SEMBILAN

500 99 2
                                    

Plak!

"Kamu kan yang pecahin guci kesayangan Mama?"

Rose menggeleng, ia melangkah mundur saat Dara menipiskan jarak. Tangannya menyentuh permukaan pipi bekas tamparan wanita itu.

"Nggak ma... bukan aku." Rose menggeleng, ia masih mempertahankan jarak agar Dara tidak menamparnya lagi.

"Pembohong kamu!" Dara mendorong bahu Rose kasar hingga perut Rose terpentok kursi kayu.

"Shh ..." Rose berdesis, rasanya sakit campur ngilu di daerah perut.

Ia menangis, hatinya sakit saat Dara menuduh sesuatu yang tidak mendasar. Wanita itu selalu berspekulasi buruk terhadap Rose tanpa adanya bukti.

"Bangun kamu. Ini tanggung jawab, ganti guci yang baru. Mama nggak mau tau, besok barangnya harus langsung ada," kata Dara pada Rose yang masih menangis di bawah.

"Uang Rose habis ... Udah dua bulan nggak mama isi, gimana caranya aku buat gantiin guci mama?" Rose menunduk, tangannya meremas rok yang ia pakai.

"Ya kamu pikir sendiri lah! Kamu yang salah, jadi kamu juga yang harus cari jalan keluarnya." Dara melangkah pergi setelah puas memarahi Rose.

Rose berjalan mendekati pecahan guci yang berserakan di lantai. Ia lekas mengambil serok dan sapu untuk membersihkan kekacauan itu. Padahal, pagi ini Rose berniat pergi ke gereja, tapi karena kekacauan yang bukan ia penyebabnya terpaksa ke gerejanya di tunda dulu.

Di dalam kamar Rose merenung. Tiga jam Rose habiskan hanya untuk mencari jalan keluar dari masalah yang bukan ia penyebabnya dan selama tiga jam itu Rose tidak menemukan titik terang.

Rose mengacak rambutnya frustasi, ia lantas beranjak dari ranjang hendak pergi keluar.

.

"Beneran nggak ada Pak?"

Manajer kafe tersebut menggeleng. "Maaf ya mba,"

Rose tersenyum getir menatap sepatu kets nya yang kotor karena terkena genangan air. Saat ini ia sedang duduk di bangku umum, tapi maniknya tak berhenti menatap satu-satunya kafe yang ada di depan sana.

Kafe yang akan menjadi harapan terakhirnya. Jika kafe itu kembali menolaknya seperti kafe-kafe yang sebelumnya, maka Rose benar-benar akan menyerah. Ia tidak memiliki pilihan lain selain memilih ditendang dari rumah.

"Permisi mba, di sini lagi buka lowongan kerja gak?"

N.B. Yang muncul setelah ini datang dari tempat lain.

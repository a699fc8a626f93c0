//! CLI error types with miette diagnostics.
//!
//! Maps `CoreError` and `ConfigError` into user-facing errors with
//! actionable help text.

use miette::Diagnostic;
use thiserror::Error;

use hapbridge_config::ConfigError;
use hapbridge_core::{BoxError, CoreError};

/// Process exit codes.
pub mod exit_code {
    pub const SUCCESS: i32 = 0;
    pub const GENERAL: i32 = 1;
    pub const USAGE: i32 = 2;
    pub const CONFIG: i32 = 3;
    pub const SERVICE: i32 = 4;
}

#[derive(Debug, Error, Diagnostic)]
pub enum CliError {
    // ── Validation ───────────────────────────────────────────────────

    #[error("Invalid value for {field}: {reason}")]
    #[diagnostic(
        code(hapbridge::validation),
        help("Setup ids are 4 characters [0-9A-Z], PINs are 8 digits, durations look like \"2s\".")
    )]
    Validation { field: String, reason: String },

    #[error("Unknown config key '{key}'")]
    #[diagnostic(
        code(hapbridge::unknown_key),
        help("Valid keys: category, setup_id, pin, debounce, shutdown_grace")
    )]
    UnknownKey { key: String },

    // ── Configuration ────────────────────────────────────────────────

    #[error("Configuration file already exists at {path}")]
    #[diagnostic(
        code(hapbridge::config_exists),
        help("Use --force to overwrite it, or edit it with: hapbridge config set")
    )]
    ConfigExists { path: String },

    #[error("Could not load configuration")]
    #[diagnostic(
        code(hapbridge::config),
        help("Check the file at `hapbridge config path` and any HAPBRIDGE_* variables.")
    )]
    Config {
        #[source]
        source: ConfigError,
    },

    // ── Controller ───────────────────────────────────────────────────

    #[error("Accessory server could not be built")]
    #[diagnostic(code(hapbridge::service_build))]
    ServiceBuild {
        #[source]
        source: BoxError,
    },

    #[error("Restart controller failed: {message}")]
    #[diagnostic(code(hapbridge::controller))]
    Controller { message: String },

    // ── IO ───────────────────────────────────────────────────────────

    #[error(transparent)]
    Io(#[from] std::io::Error),
}

impl CliError {
    /// Map this error to an exit code for process termination.
    pub fn exit_code(&self) -> i32 {
        match self {
            Self::Validation { .. } | Self::UnknownKey { .. } => exit_code::USAGE,
            Self::ConfigExists { .. } | Self::Config { .. } => exit_code::CONFIG,
            Self::ServiceBuild { .. } => exit_code::SERVICE,
            Self::Controller { .. } | Self::Io(_) => exit_code::GENERAL,
        }
    }
}

// ── ConfigError → CliError mapping ───────────────────────────────────

impl From<ConfigError> for CliError {
    fn from(err: ConfigError) -> Self {
        match err {
            ConfigError::Validation { field, reason } => Self::Validation { field, reason },
            ConfigError::Io(err) => Self::Io(err),
            other => Self::Config { source: other },
        }
    }
}

// ── CoreError → CliError mapping ─────────────────────────────────────

impl From<CoreError> for CliError {
    fn from(err: CoreError) -> Self {
        match err {
            CoreError::ServiceBuild { source } => Self::ServiceBuild { source },
            other @ (CoreError::UpdateQueueFull { .. } | CoreError::ControllerStopped) => {
                Self::Controller {
                    message: other.to_string(),
                }
            }
        }
    }
}
// ============================================================
// Layer 4 — Example Transformer
// ============================================================
// Turns one RawRecord into a ShapedExample.
//
// Steps (applied in order to every produced sequence):
//
//   1. Prefix     "query: " + query      "passage: " + document
//                 (raw text is trimmed first)
//   2. Tokenise   text → ids
//   3. Virtual    [eos] * virtual_tokens prepended
//   4. BOS        [bos] prepended        (if add_bos)
//   5. Truncate   keep the first max_seq_length - 1 ids
//   6. EOS        [eos] appended         (if add_eos)
//
// Example with virtual_tokens = 2, add_bos, add_eos:
//   [eos, eos, bos, t1, t2, ..., tn, eos]
//
// Step 5 always cuts the tail, whatever the truncation side;
// the side only decides where the collator pads. It leaves one
// slot free so the EOS still fits within max_seq_length.
//
// Which sequences exist depends on the data type:
//   train → query, pos_doc, K negatives (see negatives.rs)
//   query → query only   (record must have query_id and doc_id)
//   doc   → pos_doc only (record must have doc_id)
//
// Reference: Rust Book §8 (Vectors), §13 (Iterators)

use rand::Rng;
use std::sync::Arc;

use crate::data::negatives::sample_negatives;
use crate::domain::config::{DataType, EmbeddingDatasetConfig, NegativeStrategy};
use crate::domain::error::Result;
use crate::domain::record::{RawRecord, ShapedExample};
use crate::domain::traits::TextTokenizer;

const QUERY_PREFIX: &str = "query: ";
const PASSAGE_PREFIX: &str = "passage: ";

/// Token-shaping settings plus the tokenizer that feeds them.
#[derive(Clone)]
pub struct ExampleTransformer {
    tokenizer:          Arc<dyn TextTokenizer>,
    data_type:          DataType,
    max_seq_length:     usize,
    add_bos:            bool,
    add_eos:            bool,
    virtual_tokens:     usize,
    num_hard_negatives: usize,
    strategy:           NegativeStrategy,
}

impl ExampleTransformer {
    /// Validates the config, so transform() never sees a bad setting.
    pub fn new(cfg: &EmbeddingDatasetConfig, tokenizer: Arc<dyn TextTokenizer>) -> Result<Self> {
        cfg.validate()?;
        Ok(Self {
            tokenizer,
            data_type:          cfg.data_type,
            max_seq_length:     cfg.max_seq_length,
            add_bos:            cfg.add_bos,
            add_eos:            cfg.add_eos,
            virtual_tokens:     cfg.virtual_tokens,
            num_hard_negatives: cfg.num_hard_negatives,
            strategy:           cfg.negative_sample_strategy,
        })
    }

    /// Shape `record`. `index` is the record offset, used in errors.
    /// `rng` is only consumed by negative sampling.
    pub fn transform<R: Rng + ?Sized>(
        &self,
        record: RawRecord,
        index:  usize,
        rng:    &mut R,
    ) -> Result<ShapedExample> {
        let (query, pos_doc, neg_doc) = match self.data_type {
            DataType::Train => {
                let q    = self.encode(QUERY_PREFIX, record.text("query", index)?)?;
                let d    = self.encode(PASSAGE_PREFIX, record.text("pos_doc", index)?)?;
                let pool = record.neg_docs(index)?;
                let picked =
                    sample_negatives(&pool, self.num_hard_negatives, self.strategy, rng, index)?;
                let nd = picked
                    .into_iter()
                    .map(|text| self.encode(PASSAGE_PREFIX, text))
                    .collect::<Result<Vec<_>>>()?;
                (q, d, nd)
            }
            DataType::Query => {
                record.require("query_id", index)?;
                record.require("doc_id", index)?;
                let q = self.encode(QUERY_PREFIX, record.text("query", index)?)?;
                (q, Vec::new(), Vec::new())
            }
            DataType::Doc => {
                record.require("doc_id", index)?;
                let d = self.encode(PASSAGE_PREFIX, record.text("pos_doc", index)?)?;
                (Vec::new(), d, Vec::new())
            }
        };

        Ok(ShapedExample {
            query,
            pos_doc,
            neg_doc,
            metadata: record.into_fields(),
            autogenerated: false,
        })
    }

    /// Prefix, tokenise and shape one piece of text.
    fn encode(&self, prefix: &str, text: &str) -> Result<Vec<u32>> {
        let ids = self.tokenizer.text_to_ids(&format!("{prefix}{}", text.trim()))?;
        Ok(self.shape(ids))
    }

    /// Apply virtual tokens, BOS, truncation and EOS to raw ids.
    fn shape(&self, ids: Vec<u32>) -> Vec<u32> {
        let eos = self.tokenizer.eos_id();

        let mut out = Vec::with_capacity(self.virtual_tokens + ids.len() + 2);
        out.extend(std::iter::repeat(eos).take(self.virtual_tokens));
        if self.add_bos {
            out.push(self.tokenizer.bos_id());
        }
        out.extend(ids);

        out.truncate(self.max_seq_length - 1);

        if self.add_eos {
            out.push(eos);
        }
        out
    }
}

"Mmm ... Kurang tau sih mba, coba nanti saya tanya manajer kafe ini dulu ya," jawab mba kasir itu pada Rose.

"Boleh mba."

Wanita penjaga kasir tadi langsung beranjak meninggalkan tempatnya, dia menyuruh salah satu pelayan yang sedang bekerja untuk mengawasi meja kasir sampai dia kembali. Beberapa menit kemudian, wanita penjaga kasir itu datang, Rose lantas tersenyum menyambutnya.

"Gimana mba?"

"Sebentar ya, dia lagi mau ke sini. Baru nyampe." kata wanita penjaga kasir itu setelah keluar dari ruangan yang berada di ujung sana.

"O-oh oke..."

"Ji .. siapa yang mau ketemu gue?" tanya pria yang tiba-tiba datang sambil membenahi kancing kemejanya yang masih separuh terbuka.

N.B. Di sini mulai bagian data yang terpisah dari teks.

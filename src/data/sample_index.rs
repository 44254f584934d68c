// ============================================================
// Layer 4 — Sample Index
// ============================================================
// Maps a virtual dataset ordinal to a record offset.
//
// Without max_num_samples the mapping is the identity and no
// SampleIndex exists. With it, the dataset is resized to exactly
// max_num_samples by concatenating shuffled passes (epochs) over
// all record offsets and cutting the tail:
//
//   records:        0 1 2 3          (4 records)
//   max_num_samples = 10, seed = s
//   epoch 1:        2 0 3 1
//   epoch 2:        1 3 0 2
//   epoch 3:        0 2 | 3 1        (cut at 10)
//   index:          2 0 3 1 1 3 0 2 0 2
//
// Every record appears once per full epoch, so oversampling is
// uniform. The same seed always gives the same index.
//
// Each entry also keeps a (start, end) span. Records are single
// documents here, so the span is always (0, 1).
//
// Reference: rand crate documentation (SeedableRng, SliceRandom)

use rand::{rngs::StdRng, seq::SliceRandom, SeedableRng};
use serde::{Deserialize, Serialize};

use crate::domain::error::{DatasetError, Result};

/// One virtual sample: which record, and which span of it.
#[derive(Debug, Clone, Copy, PartialEq, Eq, Serialize, Deserialize)]
pub struct SampleEntry {
    pub record_offset: usize,
    pub start: usize,
    pub end: usize,
}

/// Result of turning a requested ordinal into a position.
#[derive(Debug, Clone, Copy, PartialEq, Eq)]
pub enum IndexResolution {
    /// A plain in-range ordinal
    Resolved(usize),
    /// A negative ordinal counted back from the end, requested by
    /// upstream batch padding
    Wrapped(usize),
}

impl IndexResolution {
    pub fn position(self) -> usize {
        match self {
            IndexResolution::Resolved(p) | IndexResolution::Wrapped(p) => p,
        }
    }

    pub fn is_wrapped(self) -> bool {
        matches!(self, IndexResolution::Wrapped(_))
    }
}

/// Resolve `ordinal` against a dataset of length `len`.
///
/// Negative ordinals wrap once (`-1` is the last item). Anything
/// still outside `0..len` is an IndexOutOfRange fault.
pub fn resolve_ordinal(ordinal: i64, len: usize) -> Result<IndexResolution> {
    let fault = || DatasetError::IndexOutOfRange { ordinal, len };

    if ordinal >= 0 {
        let pos = usize::try_from(ordinal).map_err(|_| fault())?;
        if pos < len {
            Ok(IndexResolution::Resolved(pos))
        } else {
            Err(fault())
        }
    } else {
        let back = usize::try_from(ordinal.unsigned_abs()).map_err(|_| fault())?;
        len.checked_sub(back)
            .map(IndexResolution::Wrapped)
            .ok_or_else(fault)
    }
}

// ─── SampleIndex ──────────────────────────────────────────────────────────────
/// Precomputed virtual-ordinal → record mapping.
#[derive(Debug, Clone, PartialEq, Eq, Serialize, Deserialize)]
pub struct SampleIndex {
    entries: Vec<SampleEntry>,
}

impl SampleIndex {
    /// Build `max_num_samples` entries from seeded shuffled epochs.
    pub fn build(num_records: usize, max_num_samples: usize, seed: u64) -> Self {
        if num_records == 0 {
            tracing::warn!("Building a sample index over an empty record source");
            return Self { entries: Vec::new() };
        }

        let mut rng     = StdRng::seed_from_u64(seed);
        let mut entries = Vec::with_capacity(max_num_samples);
        let mut order: Vec<usize> = (0..num_records).collect();
        let mut epochs  = 0usize;

        while entries.len() < max_num_samples {
            order.shuffle(&mut rng);
            let take = (max_num_samples - entries.len()).min(num_records);
            entries.extend(order[..take].iter().map(|&record_offset| SampleEntry {
                record_offset,
                start: 0,
                end: 1,
            }));
            epochs += 1;
        }

        tracing::debug!(
            "Built sample index: {} samples over {} records ({} epochs)",
            entries.len(),
            num_records,
            epochs
        );

        Self { entries }
    }

    pub fn len(&self) -> usize {
        self.entries.len()
    }

    pub fn is_empty(&self) -> bool {
        self.entries.is_empty()
    }

    pub fn get(&self, position: usize) -> Option<SampleEntry> {
        self.entries.get(position).copied()
    }

    pub fn entries(&self) -> &[SampleEntry] {
        &self.entries
    }

    /// Largest record offset referenced, used to check a cached
    /// index still fits the file it was built for
    pub fn max_record_offset(&self) -> Option<usize> {
        self.entries.iter().map(|e| e.record_offset).max()
    }
}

"Itu," Jihyo menunjuk ke arah Rose.

"Jae?"

Jaehyun terkejut lantas dia berjalan mendekati Rose. "Lo yang mau ketemu gue?"

Rose menyipitkan matanya, "lo manajer kafe ini Jae? Sejak kapan?"

"Ini bukan kafe gue sih, tapi punya Mama gue. Lumayan lah, gue bisa nyari duit juga, bantu-bantu kerja di sini. Kan gue kalo jajan harus banyak, jadi uangnya juga harus gede."